(WORK INSTRUCTIONS) Report the tally of lines featuring the word "parent" in the entries below, without anything else.

(MATERIAL FOR THIS TASK)
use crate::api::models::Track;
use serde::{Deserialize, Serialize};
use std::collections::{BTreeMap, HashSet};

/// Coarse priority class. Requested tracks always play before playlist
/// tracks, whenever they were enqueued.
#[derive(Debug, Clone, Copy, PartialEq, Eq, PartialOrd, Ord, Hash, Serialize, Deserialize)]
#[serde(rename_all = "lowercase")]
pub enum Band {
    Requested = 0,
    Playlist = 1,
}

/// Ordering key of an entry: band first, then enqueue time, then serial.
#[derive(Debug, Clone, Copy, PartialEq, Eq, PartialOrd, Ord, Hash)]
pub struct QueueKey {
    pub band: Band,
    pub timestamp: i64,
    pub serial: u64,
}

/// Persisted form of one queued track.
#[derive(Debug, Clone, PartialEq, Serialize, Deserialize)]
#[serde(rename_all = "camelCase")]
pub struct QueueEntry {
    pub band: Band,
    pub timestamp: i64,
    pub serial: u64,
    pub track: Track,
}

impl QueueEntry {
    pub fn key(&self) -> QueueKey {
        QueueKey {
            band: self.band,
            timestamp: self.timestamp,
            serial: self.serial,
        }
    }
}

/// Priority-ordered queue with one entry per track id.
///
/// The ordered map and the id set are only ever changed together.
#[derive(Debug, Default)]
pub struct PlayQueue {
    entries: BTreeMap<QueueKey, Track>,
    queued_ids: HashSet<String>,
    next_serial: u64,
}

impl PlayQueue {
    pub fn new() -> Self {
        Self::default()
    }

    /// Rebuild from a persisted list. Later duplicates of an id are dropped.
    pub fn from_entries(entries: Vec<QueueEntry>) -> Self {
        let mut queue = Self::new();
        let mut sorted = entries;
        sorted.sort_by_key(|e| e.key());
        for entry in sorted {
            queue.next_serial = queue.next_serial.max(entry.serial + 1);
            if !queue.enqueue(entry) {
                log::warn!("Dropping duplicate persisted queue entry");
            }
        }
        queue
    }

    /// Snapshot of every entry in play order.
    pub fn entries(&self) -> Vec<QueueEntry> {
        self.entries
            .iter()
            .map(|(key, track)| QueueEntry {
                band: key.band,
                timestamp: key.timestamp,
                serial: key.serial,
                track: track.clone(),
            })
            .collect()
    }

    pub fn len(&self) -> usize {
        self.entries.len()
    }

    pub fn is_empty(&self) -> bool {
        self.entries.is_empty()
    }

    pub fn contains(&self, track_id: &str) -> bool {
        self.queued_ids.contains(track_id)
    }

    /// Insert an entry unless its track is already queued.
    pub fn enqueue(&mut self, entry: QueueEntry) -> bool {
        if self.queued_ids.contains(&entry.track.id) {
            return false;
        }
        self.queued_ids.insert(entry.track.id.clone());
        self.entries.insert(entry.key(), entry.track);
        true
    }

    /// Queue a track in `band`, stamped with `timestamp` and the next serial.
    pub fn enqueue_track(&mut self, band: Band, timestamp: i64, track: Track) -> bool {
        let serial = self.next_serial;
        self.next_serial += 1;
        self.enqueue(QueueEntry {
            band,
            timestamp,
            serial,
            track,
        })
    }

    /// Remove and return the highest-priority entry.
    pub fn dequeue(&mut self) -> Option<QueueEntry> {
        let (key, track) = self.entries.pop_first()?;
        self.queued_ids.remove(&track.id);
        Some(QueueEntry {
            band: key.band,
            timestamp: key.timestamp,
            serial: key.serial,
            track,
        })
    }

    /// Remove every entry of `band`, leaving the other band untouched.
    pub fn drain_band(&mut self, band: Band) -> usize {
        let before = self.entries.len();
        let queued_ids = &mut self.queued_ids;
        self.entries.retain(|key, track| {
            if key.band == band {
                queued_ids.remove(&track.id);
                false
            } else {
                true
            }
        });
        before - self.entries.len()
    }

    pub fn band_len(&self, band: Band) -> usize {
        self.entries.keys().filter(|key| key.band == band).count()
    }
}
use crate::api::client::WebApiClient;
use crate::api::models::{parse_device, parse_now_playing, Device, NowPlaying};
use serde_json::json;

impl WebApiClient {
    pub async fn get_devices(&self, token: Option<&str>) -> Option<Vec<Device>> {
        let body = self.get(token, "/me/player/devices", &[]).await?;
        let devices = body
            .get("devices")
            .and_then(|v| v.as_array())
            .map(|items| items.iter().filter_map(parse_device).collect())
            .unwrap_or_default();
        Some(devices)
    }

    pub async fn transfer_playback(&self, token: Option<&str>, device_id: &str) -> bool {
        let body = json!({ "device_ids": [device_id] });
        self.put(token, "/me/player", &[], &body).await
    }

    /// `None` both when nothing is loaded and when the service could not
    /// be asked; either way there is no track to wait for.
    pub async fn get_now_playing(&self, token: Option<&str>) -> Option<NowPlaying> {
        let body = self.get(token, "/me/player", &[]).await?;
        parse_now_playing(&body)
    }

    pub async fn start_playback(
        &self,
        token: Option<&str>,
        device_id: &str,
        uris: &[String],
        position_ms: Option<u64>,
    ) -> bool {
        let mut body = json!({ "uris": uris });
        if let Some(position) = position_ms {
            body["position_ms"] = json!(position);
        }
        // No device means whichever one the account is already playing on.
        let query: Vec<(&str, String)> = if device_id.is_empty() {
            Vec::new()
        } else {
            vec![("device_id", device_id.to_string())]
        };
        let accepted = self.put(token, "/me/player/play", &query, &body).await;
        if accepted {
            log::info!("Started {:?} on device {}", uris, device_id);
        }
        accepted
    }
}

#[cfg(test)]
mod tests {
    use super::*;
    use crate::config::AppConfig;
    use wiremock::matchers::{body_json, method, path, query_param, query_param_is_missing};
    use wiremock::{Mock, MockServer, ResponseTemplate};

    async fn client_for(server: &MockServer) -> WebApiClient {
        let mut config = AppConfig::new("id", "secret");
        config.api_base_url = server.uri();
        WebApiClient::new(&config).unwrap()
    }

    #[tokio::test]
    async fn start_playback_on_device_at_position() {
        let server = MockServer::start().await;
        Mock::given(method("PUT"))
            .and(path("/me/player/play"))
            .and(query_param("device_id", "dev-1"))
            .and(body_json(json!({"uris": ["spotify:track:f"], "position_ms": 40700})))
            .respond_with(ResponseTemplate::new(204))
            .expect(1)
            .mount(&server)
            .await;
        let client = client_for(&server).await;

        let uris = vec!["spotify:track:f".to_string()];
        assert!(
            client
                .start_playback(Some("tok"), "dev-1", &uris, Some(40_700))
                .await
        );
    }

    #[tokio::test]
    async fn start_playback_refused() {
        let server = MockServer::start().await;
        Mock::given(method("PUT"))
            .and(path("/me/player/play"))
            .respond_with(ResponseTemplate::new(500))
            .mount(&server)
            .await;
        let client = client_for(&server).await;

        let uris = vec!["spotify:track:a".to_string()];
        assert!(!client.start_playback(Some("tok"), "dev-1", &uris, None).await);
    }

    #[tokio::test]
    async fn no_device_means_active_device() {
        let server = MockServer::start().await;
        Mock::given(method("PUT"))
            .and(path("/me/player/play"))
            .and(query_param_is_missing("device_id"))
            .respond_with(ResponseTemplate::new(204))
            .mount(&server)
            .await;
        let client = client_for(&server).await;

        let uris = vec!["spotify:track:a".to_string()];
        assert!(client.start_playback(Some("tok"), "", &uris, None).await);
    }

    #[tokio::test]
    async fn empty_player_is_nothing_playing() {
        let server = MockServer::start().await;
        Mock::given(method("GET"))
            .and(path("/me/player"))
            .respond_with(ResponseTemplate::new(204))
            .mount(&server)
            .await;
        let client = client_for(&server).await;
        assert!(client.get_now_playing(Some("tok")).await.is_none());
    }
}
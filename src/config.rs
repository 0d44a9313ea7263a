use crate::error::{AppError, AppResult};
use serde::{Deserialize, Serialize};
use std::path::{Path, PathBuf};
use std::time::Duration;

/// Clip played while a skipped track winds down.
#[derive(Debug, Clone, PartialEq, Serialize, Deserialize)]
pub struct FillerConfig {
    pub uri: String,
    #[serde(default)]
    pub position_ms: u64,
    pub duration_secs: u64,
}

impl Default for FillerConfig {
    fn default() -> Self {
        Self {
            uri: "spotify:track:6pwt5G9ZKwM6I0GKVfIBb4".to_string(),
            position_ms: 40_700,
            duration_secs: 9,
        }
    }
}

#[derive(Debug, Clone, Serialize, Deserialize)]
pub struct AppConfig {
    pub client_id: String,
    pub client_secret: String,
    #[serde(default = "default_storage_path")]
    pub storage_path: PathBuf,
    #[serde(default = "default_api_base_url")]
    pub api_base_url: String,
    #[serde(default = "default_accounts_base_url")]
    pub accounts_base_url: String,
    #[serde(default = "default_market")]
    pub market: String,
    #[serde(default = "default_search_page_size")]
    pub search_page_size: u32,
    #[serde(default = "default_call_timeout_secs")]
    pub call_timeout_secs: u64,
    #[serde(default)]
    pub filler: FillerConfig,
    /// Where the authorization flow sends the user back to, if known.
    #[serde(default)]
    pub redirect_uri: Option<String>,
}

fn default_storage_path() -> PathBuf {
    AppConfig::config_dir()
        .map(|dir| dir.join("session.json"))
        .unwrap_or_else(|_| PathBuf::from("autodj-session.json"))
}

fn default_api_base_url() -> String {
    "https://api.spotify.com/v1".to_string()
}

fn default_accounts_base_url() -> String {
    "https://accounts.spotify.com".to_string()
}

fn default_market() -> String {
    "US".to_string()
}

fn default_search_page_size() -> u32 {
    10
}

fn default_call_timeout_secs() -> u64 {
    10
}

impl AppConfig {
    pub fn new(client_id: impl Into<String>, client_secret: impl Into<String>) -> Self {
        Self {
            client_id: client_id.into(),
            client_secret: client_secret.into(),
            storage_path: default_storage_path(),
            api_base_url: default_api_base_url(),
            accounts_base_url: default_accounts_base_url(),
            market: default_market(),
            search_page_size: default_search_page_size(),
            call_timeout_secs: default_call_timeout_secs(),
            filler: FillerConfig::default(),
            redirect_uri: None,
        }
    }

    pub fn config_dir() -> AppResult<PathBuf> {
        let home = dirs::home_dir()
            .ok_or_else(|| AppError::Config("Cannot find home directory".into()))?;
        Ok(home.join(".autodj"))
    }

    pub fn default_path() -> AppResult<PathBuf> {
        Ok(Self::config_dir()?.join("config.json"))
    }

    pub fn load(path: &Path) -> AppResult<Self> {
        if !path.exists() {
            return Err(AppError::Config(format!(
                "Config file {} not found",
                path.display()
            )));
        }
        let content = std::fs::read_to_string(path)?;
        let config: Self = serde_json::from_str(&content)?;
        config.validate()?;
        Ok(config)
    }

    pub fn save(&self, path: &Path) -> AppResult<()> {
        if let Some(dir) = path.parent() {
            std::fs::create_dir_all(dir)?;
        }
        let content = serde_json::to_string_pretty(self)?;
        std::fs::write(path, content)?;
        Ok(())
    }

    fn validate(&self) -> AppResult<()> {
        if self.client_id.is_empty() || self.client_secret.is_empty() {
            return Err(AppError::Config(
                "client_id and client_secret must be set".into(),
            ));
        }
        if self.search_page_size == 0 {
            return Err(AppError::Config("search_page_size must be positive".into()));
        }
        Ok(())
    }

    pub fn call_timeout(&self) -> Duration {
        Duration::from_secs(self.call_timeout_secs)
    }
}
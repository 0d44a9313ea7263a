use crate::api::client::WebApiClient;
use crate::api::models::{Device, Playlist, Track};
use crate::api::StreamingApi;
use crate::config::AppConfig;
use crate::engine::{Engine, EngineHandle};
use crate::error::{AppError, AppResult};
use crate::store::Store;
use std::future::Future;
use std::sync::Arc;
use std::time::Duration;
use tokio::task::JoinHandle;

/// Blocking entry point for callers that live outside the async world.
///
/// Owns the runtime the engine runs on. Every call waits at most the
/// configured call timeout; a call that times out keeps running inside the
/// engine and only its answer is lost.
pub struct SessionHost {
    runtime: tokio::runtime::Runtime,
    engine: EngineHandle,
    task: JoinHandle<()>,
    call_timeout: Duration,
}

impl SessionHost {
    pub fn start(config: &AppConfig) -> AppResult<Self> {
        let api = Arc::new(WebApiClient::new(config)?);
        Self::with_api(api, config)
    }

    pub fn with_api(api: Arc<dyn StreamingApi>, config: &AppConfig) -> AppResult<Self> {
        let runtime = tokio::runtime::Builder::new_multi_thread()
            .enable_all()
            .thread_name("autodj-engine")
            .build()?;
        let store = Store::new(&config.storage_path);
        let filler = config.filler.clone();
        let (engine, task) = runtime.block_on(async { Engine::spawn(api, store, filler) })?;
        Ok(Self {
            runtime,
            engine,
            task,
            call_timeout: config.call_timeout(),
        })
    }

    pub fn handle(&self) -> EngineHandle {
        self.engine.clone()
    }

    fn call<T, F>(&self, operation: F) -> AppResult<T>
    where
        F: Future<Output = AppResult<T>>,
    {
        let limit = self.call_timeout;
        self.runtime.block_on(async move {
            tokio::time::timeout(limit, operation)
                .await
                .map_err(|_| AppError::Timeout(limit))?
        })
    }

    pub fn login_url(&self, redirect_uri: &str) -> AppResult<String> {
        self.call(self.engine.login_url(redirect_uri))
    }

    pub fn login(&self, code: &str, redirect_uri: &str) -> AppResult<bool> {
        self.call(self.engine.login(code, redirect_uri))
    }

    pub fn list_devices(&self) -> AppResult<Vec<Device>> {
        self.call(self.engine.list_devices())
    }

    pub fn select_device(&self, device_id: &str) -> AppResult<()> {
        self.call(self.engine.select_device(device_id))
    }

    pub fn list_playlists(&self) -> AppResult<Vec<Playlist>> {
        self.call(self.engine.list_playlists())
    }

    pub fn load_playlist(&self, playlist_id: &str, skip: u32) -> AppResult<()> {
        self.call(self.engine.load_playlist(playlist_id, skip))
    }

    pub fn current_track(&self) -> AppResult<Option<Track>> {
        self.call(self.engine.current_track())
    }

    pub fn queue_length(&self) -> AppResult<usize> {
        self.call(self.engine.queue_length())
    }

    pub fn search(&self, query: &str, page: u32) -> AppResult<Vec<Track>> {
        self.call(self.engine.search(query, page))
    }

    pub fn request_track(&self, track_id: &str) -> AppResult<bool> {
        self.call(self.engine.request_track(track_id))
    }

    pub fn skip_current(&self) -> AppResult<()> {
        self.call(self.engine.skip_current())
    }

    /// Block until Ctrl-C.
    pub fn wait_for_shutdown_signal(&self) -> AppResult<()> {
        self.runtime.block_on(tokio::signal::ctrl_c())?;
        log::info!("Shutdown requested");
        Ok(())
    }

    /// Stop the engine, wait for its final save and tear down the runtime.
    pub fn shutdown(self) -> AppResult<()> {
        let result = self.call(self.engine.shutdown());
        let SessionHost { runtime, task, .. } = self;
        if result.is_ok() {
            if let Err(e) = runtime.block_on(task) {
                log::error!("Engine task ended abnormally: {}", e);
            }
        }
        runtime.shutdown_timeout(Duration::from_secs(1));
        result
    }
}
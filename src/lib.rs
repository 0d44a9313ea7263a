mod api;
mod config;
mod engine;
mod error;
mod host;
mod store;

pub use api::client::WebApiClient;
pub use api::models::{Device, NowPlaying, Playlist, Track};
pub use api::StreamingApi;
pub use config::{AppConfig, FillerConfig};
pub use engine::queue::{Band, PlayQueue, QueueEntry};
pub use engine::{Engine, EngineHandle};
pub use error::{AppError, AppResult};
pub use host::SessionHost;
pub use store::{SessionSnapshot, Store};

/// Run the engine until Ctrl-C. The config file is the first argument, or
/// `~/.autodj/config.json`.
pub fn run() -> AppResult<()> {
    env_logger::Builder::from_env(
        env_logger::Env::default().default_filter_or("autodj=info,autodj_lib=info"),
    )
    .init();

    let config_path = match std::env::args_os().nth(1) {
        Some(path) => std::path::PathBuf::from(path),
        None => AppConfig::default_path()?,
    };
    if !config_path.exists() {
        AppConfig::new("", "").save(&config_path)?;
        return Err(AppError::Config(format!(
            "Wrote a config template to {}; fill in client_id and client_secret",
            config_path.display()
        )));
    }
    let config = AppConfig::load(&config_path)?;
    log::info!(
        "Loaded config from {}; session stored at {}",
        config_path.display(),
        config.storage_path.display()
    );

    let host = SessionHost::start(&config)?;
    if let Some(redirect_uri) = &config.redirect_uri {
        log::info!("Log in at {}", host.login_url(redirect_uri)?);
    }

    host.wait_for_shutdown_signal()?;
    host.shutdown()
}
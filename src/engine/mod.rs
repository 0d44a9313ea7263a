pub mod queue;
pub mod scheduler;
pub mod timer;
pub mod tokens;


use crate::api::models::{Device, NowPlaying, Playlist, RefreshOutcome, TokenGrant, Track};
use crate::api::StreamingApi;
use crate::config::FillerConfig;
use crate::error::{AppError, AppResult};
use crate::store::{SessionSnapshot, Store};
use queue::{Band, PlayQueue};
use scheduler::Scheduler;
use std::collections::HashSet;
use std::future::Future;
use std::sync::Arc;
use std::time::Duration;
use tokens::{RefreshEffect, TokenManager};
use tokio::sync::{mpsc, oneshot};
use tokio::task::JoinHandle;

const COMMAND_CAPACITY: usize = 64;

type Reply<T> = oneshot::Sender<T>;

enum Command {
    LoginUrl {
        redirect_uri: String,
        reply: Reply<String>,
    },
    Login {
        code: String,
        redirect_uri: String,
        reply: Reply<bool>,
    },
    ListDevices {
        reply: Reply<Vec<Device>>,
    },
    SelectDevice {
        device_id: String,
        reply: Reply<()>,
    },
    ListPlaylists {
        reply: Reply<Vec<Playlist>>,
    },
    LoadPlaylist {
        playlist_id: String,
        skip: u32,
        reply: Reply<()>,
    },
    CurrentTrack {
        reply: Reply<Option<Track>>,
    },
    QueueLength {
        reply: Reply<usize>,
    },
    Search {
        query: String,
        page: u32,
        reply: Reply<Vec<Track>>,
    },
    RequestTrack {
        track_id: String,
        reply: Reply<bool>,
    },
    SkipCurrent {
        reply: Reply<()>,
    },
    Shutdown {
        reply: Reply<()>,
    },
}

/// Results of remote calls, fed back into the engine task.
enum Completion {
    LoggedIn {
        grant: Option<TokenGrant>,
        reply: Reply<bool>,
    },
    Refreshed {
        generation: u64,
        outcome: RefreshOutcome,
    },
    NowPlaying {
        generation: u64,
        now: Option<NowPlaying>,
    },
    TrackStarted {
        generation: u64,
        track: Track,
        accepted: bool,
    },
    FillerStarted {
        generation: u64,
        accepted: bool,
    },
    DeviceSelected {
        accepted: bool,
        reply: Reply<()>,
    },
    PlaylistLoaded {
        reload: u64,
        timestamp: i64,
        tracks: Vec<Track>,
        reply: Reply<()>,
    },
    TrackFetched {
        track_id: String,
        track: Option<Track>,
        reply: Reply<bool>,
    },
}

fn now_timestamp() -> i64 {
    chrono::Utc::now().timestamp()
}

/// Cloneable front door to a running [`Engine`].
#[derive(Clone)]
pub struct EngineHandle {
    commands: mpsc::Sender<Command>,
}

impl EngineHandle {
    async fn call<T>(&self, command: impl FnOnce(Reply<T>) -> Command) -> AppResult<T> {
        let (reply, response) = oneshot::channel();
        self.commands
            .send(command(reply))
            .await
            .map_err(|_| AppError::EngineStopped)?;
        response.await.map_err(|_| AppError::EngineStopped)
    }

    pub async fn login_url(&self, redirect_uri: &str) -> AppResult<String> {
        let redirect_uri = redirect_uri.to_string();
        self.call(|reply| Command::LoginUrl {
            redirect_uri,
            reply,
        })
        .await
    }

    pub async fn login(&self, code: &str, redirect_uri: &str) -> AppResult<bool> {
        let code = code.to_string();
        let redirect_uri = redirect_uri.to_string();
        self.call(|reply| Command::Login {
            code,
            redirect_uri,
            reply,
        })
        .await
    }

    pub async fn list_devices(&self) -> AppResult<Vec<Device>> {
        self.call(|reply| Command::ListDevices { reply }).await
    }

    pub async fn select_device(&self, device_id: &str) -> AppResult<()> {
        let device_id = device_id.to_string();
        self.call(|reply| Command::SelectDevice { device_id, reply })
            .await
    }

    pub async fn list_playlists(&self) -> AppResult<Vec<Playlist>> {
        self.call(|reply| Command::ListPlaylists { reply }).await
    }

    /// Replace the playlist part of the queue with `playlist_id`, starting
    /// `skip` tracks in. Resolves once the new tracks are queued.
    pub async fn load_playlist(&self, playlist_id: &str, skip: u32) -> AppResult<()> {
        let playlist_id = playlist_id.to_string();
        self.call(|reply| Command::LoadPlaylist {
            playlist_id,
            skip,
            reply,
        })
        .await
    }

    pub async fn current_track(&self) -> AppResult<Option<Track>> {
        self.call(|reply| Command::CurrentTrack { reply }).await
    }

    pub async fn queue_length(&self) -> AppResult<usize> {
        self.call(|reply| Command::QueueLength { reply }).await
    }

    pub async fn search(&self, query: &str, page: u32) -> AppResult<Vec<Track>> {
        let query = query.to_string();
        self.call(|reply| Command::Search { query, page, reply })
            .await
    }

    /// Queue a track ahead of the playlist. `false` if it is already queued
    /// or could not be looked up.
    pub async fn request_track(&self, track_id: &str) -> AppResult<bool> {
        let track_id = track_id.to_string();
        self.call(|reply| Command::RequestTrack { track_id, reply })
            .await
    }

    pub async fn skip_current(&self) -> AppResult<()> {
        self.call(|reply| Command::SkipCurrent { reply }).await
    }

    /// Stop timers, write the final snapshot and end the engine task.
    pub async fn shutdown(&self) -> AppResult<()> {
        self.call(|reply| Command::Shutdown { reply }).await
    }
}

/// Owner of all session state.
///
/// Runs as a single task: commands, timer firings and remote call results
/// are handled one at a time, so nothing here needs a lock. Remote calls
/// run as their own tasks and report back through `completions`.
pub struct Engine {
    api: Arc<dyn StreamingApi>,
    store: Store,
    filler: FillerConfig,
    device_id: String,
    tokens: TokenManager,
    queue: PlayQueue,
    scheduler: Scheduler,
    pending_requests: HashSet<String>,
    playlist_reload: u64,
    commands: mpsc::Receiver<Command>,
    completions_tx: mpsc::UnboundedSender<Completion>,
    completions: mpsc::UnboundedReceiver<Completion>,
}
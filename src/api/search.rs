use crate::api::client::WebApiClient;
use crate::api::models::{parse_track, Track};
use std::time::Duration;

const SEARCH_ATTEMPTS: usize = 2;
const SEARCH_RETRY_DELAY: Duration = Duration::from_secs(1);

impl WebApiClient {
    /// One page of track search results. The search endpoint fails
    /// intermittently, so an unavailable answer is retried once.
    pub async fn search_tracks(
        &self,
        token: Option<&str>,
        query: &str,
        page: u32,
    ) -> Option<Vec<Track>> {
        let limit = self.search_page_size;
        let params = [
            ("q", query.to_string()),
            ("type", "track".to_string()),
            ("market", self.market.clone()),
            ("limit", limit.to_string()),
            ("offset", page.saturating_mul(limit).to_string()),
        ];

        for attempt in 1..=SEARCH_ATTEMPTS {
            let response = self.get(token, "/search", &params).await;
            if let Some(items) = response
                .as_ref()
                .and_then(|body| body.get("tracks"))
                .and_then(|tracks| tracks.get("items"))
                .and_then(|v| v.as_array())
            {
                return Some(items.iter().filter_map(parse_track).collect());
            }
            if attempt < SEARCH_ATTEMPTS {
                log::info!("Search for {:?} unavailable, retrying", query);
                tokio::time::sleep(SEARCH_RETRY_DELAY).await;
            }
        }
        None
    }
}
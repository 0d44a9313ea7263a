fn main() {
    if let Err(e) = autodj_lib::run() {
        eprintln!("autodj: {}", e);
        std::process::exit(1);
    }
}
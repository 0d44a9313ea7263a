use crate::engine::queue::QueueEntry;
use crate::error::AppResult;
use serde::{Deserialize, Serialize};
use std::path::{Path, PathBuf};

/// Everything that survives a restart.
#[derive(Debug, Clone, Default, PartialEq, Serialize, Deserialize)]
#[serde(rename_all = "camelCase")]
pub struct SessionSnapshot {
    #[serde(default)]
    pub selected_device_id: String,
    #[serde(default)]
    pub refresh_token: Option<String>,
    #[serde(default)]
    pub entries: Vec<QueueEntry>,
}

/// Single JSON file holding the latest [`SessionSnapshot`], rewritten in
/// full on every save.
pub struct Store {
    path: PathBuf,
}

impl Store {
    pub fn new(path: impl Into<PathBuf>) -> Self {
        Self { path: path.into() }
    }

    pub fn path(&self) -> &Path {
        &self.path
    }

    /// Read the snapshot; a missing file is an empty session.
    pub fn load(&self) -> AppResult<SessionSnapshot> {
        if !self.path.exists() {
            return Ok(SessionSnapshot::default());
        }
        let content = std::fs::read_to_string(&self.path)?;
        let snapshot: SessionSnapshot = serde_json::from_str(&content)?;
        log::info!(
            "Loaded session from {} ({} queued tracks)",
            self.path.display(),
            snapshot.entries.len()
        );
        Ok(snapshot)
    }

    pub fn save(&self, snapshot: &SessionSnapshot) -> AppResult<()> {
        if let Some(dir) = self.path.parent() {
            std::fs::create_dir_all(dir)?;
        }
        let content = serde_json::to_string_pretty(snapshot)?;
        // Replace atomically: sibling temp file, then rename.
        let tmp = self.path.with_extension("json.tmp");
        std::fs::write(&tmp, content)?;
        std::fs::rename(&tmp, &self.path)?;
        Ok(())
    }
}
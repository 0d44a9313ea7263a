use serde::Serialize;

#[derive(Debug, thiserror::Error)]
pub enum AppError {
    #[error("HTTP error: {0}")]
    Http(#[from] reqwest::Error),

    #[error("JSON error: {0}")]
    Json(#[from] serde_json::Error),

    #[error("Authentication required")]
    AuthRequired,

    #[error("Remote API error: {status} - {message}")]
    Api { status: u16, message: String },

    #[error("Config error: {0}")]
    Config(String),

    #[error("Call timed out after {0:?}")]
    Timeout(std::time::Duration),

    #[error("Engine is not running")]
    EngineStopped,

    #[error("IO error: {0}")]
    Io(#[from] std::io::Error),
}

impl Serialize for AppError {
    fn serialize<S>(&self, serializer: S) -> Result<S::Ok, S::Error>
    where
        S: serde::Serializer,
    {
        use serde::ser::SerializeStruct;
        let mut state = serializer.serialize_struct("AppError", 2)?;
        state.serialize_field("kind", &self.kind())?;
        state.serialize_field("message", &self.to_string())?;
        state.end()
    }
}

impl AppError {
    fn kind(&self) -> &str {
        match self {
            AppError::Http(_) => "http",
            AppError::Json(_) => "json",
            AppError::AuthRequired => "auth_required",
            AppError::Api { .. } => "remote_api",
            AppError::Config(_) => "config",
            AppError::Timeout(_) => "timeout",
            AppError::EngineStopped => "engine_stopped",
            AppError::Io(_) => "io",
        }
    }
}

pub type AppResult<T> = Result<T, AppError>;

(ANSWER TO THE PROBLEM) 2